ZB MED-Direktor Nelle begrüßt Empfehlung der Wissenschaftsweisen –
Digitalisierung als zentrale Herausforderung für die Zukunft

Die von der Bundesregierung eingesetzte Expertenkommission Forschung und Innovation (EFI) hat in der vergangenen Woche ihr zehntes Jahresgutachten vorgelegt. Die hochrangig besetzte Kommission, welche die Bundesregierung in zentralen Zukunftsfragen berät, empfiehlt darin, die Digitalisierung zur zentralen Herausforderung der kommenden Legislaturperiode zu erklären.

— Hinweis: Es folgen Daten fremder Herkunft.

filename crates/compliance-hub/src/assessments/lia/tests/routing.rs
use super::common::*;
use axum::extract::{Path, State};
use axum::http::StatusCode;
use axum::Json;
use serde_json::{json, Value};
use std::sync::Arc;
use tower::ServiceExt;

use crate::assessments::lia::draft::LiaDraftAnswers;
use crate::assessments::lia::repository::DecisionOutcome;
use crate::assessments::lia::router::{
    create_handler, decision_handler, evaluate_handler, fetch_handler, lia_router,
    preview_handler,
};
use crate::assessments::lia::scoring::LiaEngine;
use crate::assessments::lia::service::{DecisionRequest, LiaAssessmentService};

fn post_json(uri: &str, body: Value) -> axum::http::Request<axum::body::Body> {
    axum::http::Request::post(uri)
        .header(axum::http::header::CONTENT_TYPE, "application/json")
        .body(axum::body::Body::from(
            serde_json::to_vec(&body).expect("body serializes"),
        ))
        .expect("request builds")
}

#[tokio::test]
async fn evaluate_handler_returns_scores() {
    let (service, _) = build_service();

    let response =
        evaluate_handler::<MemoryRepository>(State(Arc::new(service)), Json(answers(&minimal_input())))
            .await;

    assert_eq!(response.status(), StatusCode::OK);
    let payload = read_json_body(response).await;
    assert_eq!(payload["gate"], json!("scored"));
    assert_eq!(payload["interestScore"], json!(0));
    assert_eq!(payload["impactScore"], json!(50));
    assert_eq!(payload["recommendation"], json!("not-recommended"));
}

#[tokio::test]
async fn evaluate_handler_names_invalid_field() {
    let (service, _) = build_service();
    let mut raw = answers(&moderate_input());
    raw.data_obtainment = "scraped".to_string();

    let response = evaluate_handler::<MemoryRepository>(State(Arc::new(service)), Json(raw)).await;

    assert_eq!(response.status(), StatusCode::UNPROCESSABLE_ENTITY);
    let payload = read_json_body(response).await;
    assert_eq!(payload["field"], json!("dataObtainment"));
}

#[tokio::test]
async fn preview_handler_reports_missing_fields() {
    let (service, _) = build_service();

    let response =
        preview_handler::<MemoryRepository>(State(Arc::new(service)), Json(LiaDraftAnswers::default()))
            .await;

    assert_eq!(response.status(), StatusCode::OK);
    let payload = read_json_body(response).await;
    assert_eq!(payload["status"], json!("incomplete"));
    assert_eq!(payload["missing"].as_array().map(Vec::len), Some(7));
}

#[tokio::test]
async fn create_handler_returns_conflict_on_duplicate() {
    let service = Arc::new(LiaAssessmentService::new(
        Arc::new(ConflictRepository),
        LiaEngine::default(),
    ));

    let response =
        create_handler::<ConflictRepository>(State(service), Json(new_assessment(&strong_input())))
            .await;

    assert_eq!(response.status(), StatusCode::CONFLICT);
}

#[tokio::test]
async fn create_handler_returns_internal_error_on_repository_failure() {
    let service = Arc::new(LiaAssessmentService::new(
        Arc::new(UnavailableRepository),
        LiaEngine::default(),
    ));

    let response = create_handler::<UnavailableRepository>(
        State(service),
        Json(new_assessment(&strong_input())),
    )
    .await;

    assert_eq!(response.status(), StatusCode::INTERNAL_SERVER_ERROR);
}

#[tokio::test]
async fn fetch_handler_returns_not_found() {
    let (service, _) = build_service();

    let response = fetch_handler::<MemoryRepository>(
        State(Arc::new(service)),
        Path("lia-unknown".to_string()),
    )
    .await;

    assert_eq!(response.status(), StatusCode::NOT_FOUND);
}

#[tokio::test]
async fn assessment_routes_create_then_record_decision() {
    let (service, _) = build_service();
    let router = lia_router(Arc::new(service));

    let response = router
        .clone()
        .oneshot(post_json(
            "/api/v1/lia/assessments",
            serde_json::to_value(new_assessment(&minimal_input())).expect("serializes"),
        ))
        .await
        .expect("route executes");
    assert_eq!(response.status(), StatusCode::CREATED);
    let created = read_json_body(response).await;
    let id = created["id"].as_str().expect("id present").to_string();
    assert_eq!(created["status"], json!("awaiting-decision"));

    let response = router
        .clone()
        .oneshot(post_json(
            &format!("/api/v1/lia/assessments/{id}/decision"),
            json!({
                "outcome": "proceed",
                "notes": "Mitigations agreed with works council",
                "decidedBy": "dpo@example.org",
            }),
        ))
        .await
        .expect("route executes");
    assert_eq!(response.status(), StatusCode::OK);
    let decided = read_json_body(response).await;
    assert_eq!(decided["status"], json!("overridden"));
    assert_eq!(decided["recommendation"], json!("not-recommended"));

    let response = router
        .oneshot(
            axum::http::Request::get(format!("/api/v1/lia/assessments/{id}"))
                .body(axum::body::Body::empty())
                .expect("request builds"),
        )
        .await
        .expect("route executes");
    assert_eq!(response.status(), StatusCode::OK);
    let fetched = read_json_body(response).await;
    assert_eq!(fetched["finalDecision"]["decidedBy"], json!("dpo@example.org"));
}

#[tokio::test]
async fn evaluate_route_accepts_wire_payloads() {
    let (service, _) = build_service();
    let router = lia_router(Arc::new(service));

    let response = router
        .oneshot(post_json(
            "/api/v1/lia/evaluate",
            json!({
                "alternativeLegalBasis": "contract",
                "legalException": true,
            }),
        ))
        .await
        .expect("route executes");

    assert_eq!(response.status(), StatusCode::OK);
    let payload = read_json_body(response).await;
    assert_eq!(payload["gate"], json!("blocked"));
    assert_eq!(payload["interestScore"], json!(0));
    assert_eq!(payload["impactScore"], json!(100));
}

#[tokio::test]
async fn evaluate_route_auto_approves_before_checking_other_selects() {
    let (service, _) = build_service();
    let router = lia_router(Arc::new(service));

    let response = router
        .oneshot(post_json(
            "/api/v1/lia/evaluate",
            json!({
                "alternativeLegalBasis": "none",
                "legalException": true,
                "importance": "",
            }),
        ))
        .await
        .expect("route executes");

    assert_eq!(response.status(), StatusCode::OK);
    let payload = read_json_body(response).await;
    assert_eq!(payload["gate"], json!("auto-approved"));
    assert_eq!(payload["recommendation"], json!("recommended"));
}

#[tokio::test]
async fn evaluate_route_validates_selects_when_scoring() {
    let (service, _) = build_service();
    let router = lia_router(Arc::new(service));

    let response = router
        .oneshot(post_json(
            "/api/v1/lia/evaluate",
            json!({ "alternativeLegalBasis": "none" }),
        ))
        .await
        .expect("route executes");

    assert_eq!(response.status(), StatusCode::UNPROCESSABLE_ENTITY);
    let payload = read_json_body(response).await;
    assert_eq!(payload["field"], json!("importance"));
}

#[tokio::test]
async fn evaluate_route_rejects_unknown_legal_basis() {
    let (service, _) = build_service();
    let router = lia_router(Arc::new(service));

    let response = router
        .oneshot(post_json(
            "/api/v1/lia/evaluate",
            json!({ "alternativeLegalBasis": " consent " }),
        ))
        .await
        .expect("route executes");

    assert_eq!(response.status(), StatusCode::UNPROCESSABLE_ENTITY);
    let payload = read_json_body(response).await;
    assert_eq!(payload["field"], json!("alternativeLegalBasis"));
}

#[tokio::test]
async fn preview_route_treats_empty_select_as_unanswered() {
    let (service, _) = build_service();
    let router = lia_router(Arc::new(service));

    let response = router
        .oneshot(post_json(
            "/api/v1/lia/preview",
            json!({ "alternativeLegalBasis": "none", "importance": "" }),
        ))
        .await
        .expect("route executes");

    assert_eq!(response.status(), StatusCode::OK);
    let payload = read_json_body(response).await;
    assert_eq!(payload["status"], json!("incomplete"));
    assert_eq!(payload["missing"][0], json!("importance"));
}

#[tokio::test]
async fn preview_route_names_unknown_select_value() {
    let (service, _) = build_service();
    let router = lia_router(Arc::new(service));

    let response = router
        .oneshot(post_json(
            "/api/v1/lia/preview",
            json!({ "alternativeLegalBasis": "none", "importance": "mission-critical" }),
        ))
        .await
        .expect("route executes");

    assert_eq!(response.status(), StatusCode::UNPROCESSABLE_ENTITY);
    let payload = read_json_body(response).await;
    assert_eq!(payload["field"], json!("importance"));
    assert!(payload["error"]
        .as_str()
        .is_some_and(|message| message.contains("mission-critical")));
}

#[tokio::test]
async fn decision_route_reports_concurrent_write_as_conflict() {
    let service = Arc::new(LiaAssessmentService::new(
        Arc::new(RacingRepository::default()),
        LiaEngine::default(),
    ));
    let assessment = service
        .create(new_assessment(&moderate_input()))
        .expect("assessment created");

    let response = decision_handler::<RacingRepository>(
        State(service),
        Path(assessment.id.0.clone()),
        Json(DecisionRequest {
            outcome: DecisionOutcome::Proceed,
            notes: String::new(),
            decided_by: "dpo@example.org".to_string(),
        }),
    )
    .await;

    assert_eq!(response.status(), StatusCode::CONFLICT);
}
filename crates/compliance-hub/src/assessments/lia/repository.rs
use std::collections::BTreeMap;

use chrono::{DateTime, Utc};
use serde::{Deserialize, Serialize};

use super::domain::LiaInput;
use super::scoring::{Gate, LiaResult, Recommendation};

/// Identifier wrapper for stored assessments.
#[derive(Debug, Clone, PartialEq, Eq, Hash, PartialOrd, Ord, Serialize, Deserialize)]
pub struct AssessmentId(pub String);

/// Human decision recorded after reading the engine's advice.
#[derive(Debug, Clone, Copy, PartialEq, Eq, Serialize, Deserialize)]
#[serde(rename_all = "kebab-case")]
pub enum DecisionOutcome {
    Proceed,
    DoNotProceed,
}

impl DecisionOutcome {
    pub const fn label(self) -> &'static str {
        match self {
            DecisionOutcome::Proceed => "proceed with legitimate interest",
            DecisionOutcome::DoNotProceed => "do not rely on legitimate interest",
        }
    }

    pub fn agrees_with(self, recommendation: Recommendation) -> bool {
        match self {
            DecisionOutcome::Proceed => recommendation != Recommendation::NotRecommended,
            DecisionOutcome::DoNotProceed => recommendation == Recommendation::NotRecommended,
        }
    }
}

#[derive(Debug, Clone, PartialEq, Eq, Serialize, Deserialize)]
#[serde(rename_all = "camelCase")]
pub struct FinalDecision {
    pub outcome: DecisionOutcome,
    pub notes: String,
    pub decided_by: String,
    pub decided_at: DateTime<Utc>,
}

/// Stored assessment: answers, computed advice, and the human sign-off.
#[derive(Debug, Clone, PartialEq, Serialize, Deserialize)]
#[serde(rename_all = "camelCase")]
pub struct LiaAssessment {
    pub id: AssessmentId,
    pub processing_activity: String,
    pub answers: LiaInput,
    /// Free-text justifications keyed by questionnaire field. Never scored.
    pub justifications: BTreeMap<String, String>,
    pub result: LiaResult,
    pub final_decision: Option<FinalDecision>,
    pub created_at: DateTime<Utc>,
    /// Bumped on every stored change; updates must name the revision they read.
    #[serde(default)]
    pub revision: u64,
}

impl LiaAssessment {
    pub fn status(&self) -> AssessmentStatus {
        match &self.final_decision {
            None => AssessmentStatus::AwaitingDecision,
            Some(decision) if decision.outcome.agrees_with(self.result.recommendation) => {
                AssessmentStatus::Decided
            }
            Some(_) => AssessmentStatus::Overridden,
        }
    }

    pub fn overrides_recommendation(&self) -> bool {
        self.status() == AssessmentStatus::Overridden
    }

    pub fn view(&self) -> AssessmentView {
        AssessmentView {
            id: self.id.clone(),
            processing_activity: self.processing_activity.clone(),
            status: self.status(),
            gate: self.result.gate,
            interest_score: self.result.interest_score,
            impact_score: self.result.impact_score,
            recommendation: self.result.recommendation,
            rationale: self.result.rationale.clone(),
            final_decision: self.final_decision.clone(),
            created_at: self.created_at,
            revision: self.revision,
        }
    }
}

#[derive(Debug, Clone, Copy, PartialEq, Eq, Serialize, Deserialize)]
#[serde(rename_all = "kebab-case")]
pub enum AssessmentStatus {
    AwaitingDecision,
    Decided,
    Overridden,
}

/// Summary of an assessment exposed over the API.
#[derive(Debug, Clone, PartialEq, Serialize, Deserialize)]
#[serde(rename_all = "camelCase")]
pub struct AssessmentView {
    pub id: AssessmentId,
    pub processing_activity: String,
    pub status: AssessmentStatus,
    pub gate: Gate,
    pub interest_score: u8,
    pub impact_score: u8,
    pub recommendation: Recommendation,
    pub rationale: String,
    #[serde(skip_serializing_if = "Option::is_none")]
    pub final_decision: Option<FinalDecision>,
    pub created_at: DateTime<Utc>,
    pub revision: u64,
}

/// Storage abstraction so the service can run against any backend.
pub trait AssessmentRepository: Send + Sync {
    fn insert(&self, assessment: LiaAssessment) -> Result<LiaAssessment, RepositoryError>;
    /// Replace a stored assessment. Fails with `Conflict` when the stored
    /// revision is no longer `expected_revision`.
    fn update(
        &self,
        assessment: LiaAssessment,
        expected_revision: u64,
    ) -> Result<(), RepositoryError>;
    fn fetch(&self, id: &AssessmentId) -> Result<Option<LiaAssessment>, RepositoryError>;
    /// Newest first.
    fn recent(&self, limit: usize) -> Result<Vec<LiaAssessment>, RepositoryError>;
}

#[derive(Debug, thiserror::Error)]
pub enum RepositoryError {
    #[error("assessment already exists or was changed concurrently")]
    Conflict,
    #[error("assessment not found")]
    NotFound,
    #[error("repository unavailable: {0}")]
    Unavailable(String),
}
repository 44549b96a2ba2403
mod common;
mod routing;
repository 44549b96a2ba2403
mod policy;
mod rules;

pub use policy::{Gate, Recommendation, ScoringPolicy};

use super::domain::{AlternativeLegalBasis, ClosedOption, LiaAnswers, LiaInput};
use super::draft::LiaDraft;
use super::error::LiaError;
use policy::{decide_gate, gate_for, gate_rationale};
use rules::{normalize, score_input, IMPACT_NORMALIZER, INTEREST_NORMALIZER};
use serde::{Deserialize, Serialize};

/// Which of the two scores a component feeds.
#[derive(Debug, Clone, Copy, PartialEq, Eq, Hash, Serialize, Deserialize)]
#[serde(rename_all = "kebab-case")]
pub enum ScoreAxis {
    Interest,
    Impact,
}

/// Questionnaire factor behind a score component.
#[derive(Debug, Clone, Copy, PartialEq, Eq, Hash, Serialize, Deserialize)]
#[serde(rename_all = "kebab-case")]
pub enum LiaFactor {
    Necessity,
    Relationship,
    InteractionFrequency,
    DataObtainment,
    RightToObject,
    PrejudiceToController,
    PrejudiceToThirdParty,
    Expectations,
    DecisionPower,
    InformedTiming,
    AddedValue,
    NegativeImpact,
    UnwarrantedHarm,
}

impl LiaFactor {
    pub const fn label(self) -> &'static str {
        match self {
            LiaFactor::Necessity => "necessity",
            LiaFactor::Relationship => "relationship",
            LiaFactor::InteractionFrequency => "interaction frequency",
            LiaFactor::DataObtainment => "data obtainment",
            LiaFactor::RightToObject => "right to object",
            LiaFactor::PrejudiceToController => "prejudice to controller",
            LiaFactor::PrejudiceToThirdParty => "prejudice to third party",
            LiaFactor::Expectations => "reasonable expectations",
            LiaFactor::DecisionPower => "decision power",
            LiaFactor::InformedTiming => "informed timing",
            LiaFactor::AddedValue => "added value",
            LiaFactor::NegativeImpact => "negative impact",
            LiaFactor::UnwarrantedHarm => "unwarranted harm",
        }
    }
}

/// Discrete signed contribution to one of the raw sums, kept for audits.
#[derive(Debug, Clone, PartialEq, Serialize, Deserialize)]
pub struct ScoreComponent {
    pub axis: ScoreAxis,
    pub factor: LiaFactor,
    pub weight: f64,
    pub notes: String,
}

/// Raw sums behind a scored result.
#[derive(Debug, Clone, PartialEq, Serialize, Deserialize)]
#[serde(rename_all = "camelCase")]
pub struct ScoreBreakdown {
    pub raw_interest: f64,
    pub raw_impact: f64,
    pub components: Vec<ScoreComponent>,
}

impl ScoreBreakdown {
    pub fn components_for(&self, axis: ScoreAxis) -> impl Iterator<Item = &ScoreComponent> {
        self.components
            .iter()
            .filter(move |component| component.axis == axis)
    }
}

/// Engine output rendered by the conclusion step.
#[derive(Debug, Clone, PartialEq, Serialize, Deserialize)]
#[serde(rename_all = "camelCase")]
pub struct LiaResult {
    pub gate: Gate,
    pub interest_score: u8,
    pub impact_score: u8,
    pub recommendation: Recommendation,
    pub rationale: String,
    #[serde(default, skip_serializing_if = "Option::is_none")]
    pub breakdown: Option<ScoreBreakdown>,
}

impl LiaResult {
    fn blocked() -> Self {
        Self::gated(Gate::Blocked, 0, 100, Recommendation::NotRecommended)
    }

    fn auto_approved() -> Self {
        Self::gated(Gate::AutoApproved, 100, 0, Recommendation::Recommended)
    }

    fn gated(gate: Gate, interest_score: u8, impact_score: u8, rec: Recommendation) -> Self {
        Self {
            gate,
            interest_score,
            impact_score,
            recommendation: rec,
            rationale: gate_rationale(gate)
                .unwrap_or_else(|| rec.rationale())
                .to_string(),
            breakdown: None,
        }
    }

    pub fn summary(&self) -> String {
        format!(
            "{} (interest {}%, impact {}%): {}",
            self.recommendation.label(),
            self.interest_score,
            self.impact_score,
            self.rationale
        )
    }
}

/// Live-preview answer for a draft that may still have gaps.
#[derive(Debug, Clone, PartialEq, Serialize, Deserialize)]
#[serde(tag = "status", rename_all = "kebab-case")]
pub enum LiaPreview {
    Ready { result: LiaResult },
    Incomplete { missing: Vec<String> },
}

/// Stateless evaluator applying the classification bands to answers.
#[derive(Debug, Clone, Default)]
pub struct LiaEngine {
    policy: ScoringPolicy,
}

impl LiaEngine {
    pub fn new(policy: ScoringPolicy) -> Result<Self, LiaError> {
        policy.validate()?;
        Ok(Self { policy })
    }

    pub fn policy(&self) -> &ScoringPolicy {
        &self.policy
    }

    pub fn assess(&self, input: &LiaInput) -> LiaResult {
        match gate_for(input) {
            Gate::Blocked => LiaResult::blocked(),
            Gate::AutoApproved => LiaResult::auto_approved(),
            Gate::Scored => self.score(input),
        }
    }

    /// Parse wire answers and assess them.
    ///
    /// The gate is decided from the legal basis and exception alone, so the
    /// remaining selects are only validated when the answers get scored.
    pub fn evaluate(&self, answers: &LiaAnswers) -> Result<LiaResult, LiaError> {
        let basis = AlternativeLegalBasis::parse(&answers.alternative_legal_basis)?;
        match decide_gate(Some(basis), answers.legal_exception) {
            Some(Gate::Blocked) => Ok(LiaResult::blocked()),
            Some(Gate::AutoApproved) => Ok(LiaResult::auto_approved()),
            Some(Gate::Scored) | None => {
                let input = answers.parse()?;
                Ok(self.assess(&input))
            }
        }
    }

    /// Gate as early as the answers allow, otherwise report the gaps.
    pub fn preview(&self, draft: &LiaDraft) -> LiaPreview {
        match decide_gate(draft.alternative_legal_basis, draft.legal_exception) {
            Some(Gate::Blocked) => {
                return LiaPreview::Ready {
                    result: LiaResult::blocked(),
                }
            }
            Some(Gate::AutoApproved) => {
                return LiaPreview::Ready {
                    result: LiaResult::auto_approved(),
                }
            }
            Some(Gate::Scored) | None => {}
        }

        match draft.complete() {
            Ok(input) => LiaPreview::Ready {
                result: self.assess(&input),
            },
            Err(_) => LiaPreview::Incomplete {
                missing: draft
                    .missing_fields()
                    .into_iter()
                    .map(str::to_string)
                    .collect(),
            },
        }
    }

    fn score(&self, input: &LiaInput) -> LiaResult {
        let breakdown = score_input(input);
        let interest_score = normalize(breakdown.raw_interest, INTEREST_NORMALIZER);
        let impact_score = normalize(breakdown.raw_impact, IMPACT_NORMALIZER);
        let recommendation = self.policy.classify(interest_score, impact_score);

        LiaResult {
            gate: Gate::Scored,
            interest_score,
            impact_score,
            recommendation,
            rationale: recommendation.rationale().to_string(),
            breakdown: Some(breakdown),
        }
    }
}

/// Assess a completed questionnaire with the default bands.
pub fn compute_lia(input: &LiaInput) -> LiaResult {
    LiaEngine::default().assess(input)
}

/// Validate wire answers and assess them with the default bands.
pub fn evaluate_answers(answers: &LiaAnswers) -> Result<LiaResult, LiaError> {
    LiaEngine::default().evaluate(answers)
}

Sie verlangt dafür eine Verdoppelung der bisherigen Fördermittel. Der Interimsdirektor von ZB MED – Informationszentrum Lebenswissenschaften begrüßt dies.  

"Die Wissenschaftsweisen lenken die Aufmerksamkeit auf das Aufgabenfeld mit dem größten und kurzfristigsten Handlungsbedarf," stellt Nelle fest. Er bestätigt die These der Experten, dass neben die Unterstützung und Begleitung etablierter Bereiche im digitalen Wandel auch der Aufbau neuer Stärken treten müsse. Wichtig sei dazu auch die zügige Verbesserung der rechtlichen Rahmenbedingungen. Aus diesem Grund setzt sich der ZB MED-Direktor auch nachdrücklich dafür ein, dass die derzeit diskutierte Reform des Urheberrechts noch in der laufenden Legislaturperiode verabschiedet wird. Abschließend unterstreicht Nelle: "Wenn die Wissenschaftsweisen betonen, dass der Wertschöpfungsanteil von Dienstleistungen gegenüber der reinen Produktionsleistung generell zunehmen wird, so gilt dies nicht nur für die Wirtschaft, sondern noch mehr für die Wissenschaft selber. Daher ist hier aber auch die Wissenschaft selber gefordert. ZB MED leistet seinen Beitrag dazu mit intelligenten wissenschaftsbasierten Dienstleistungen in den Lebenswissenschaften."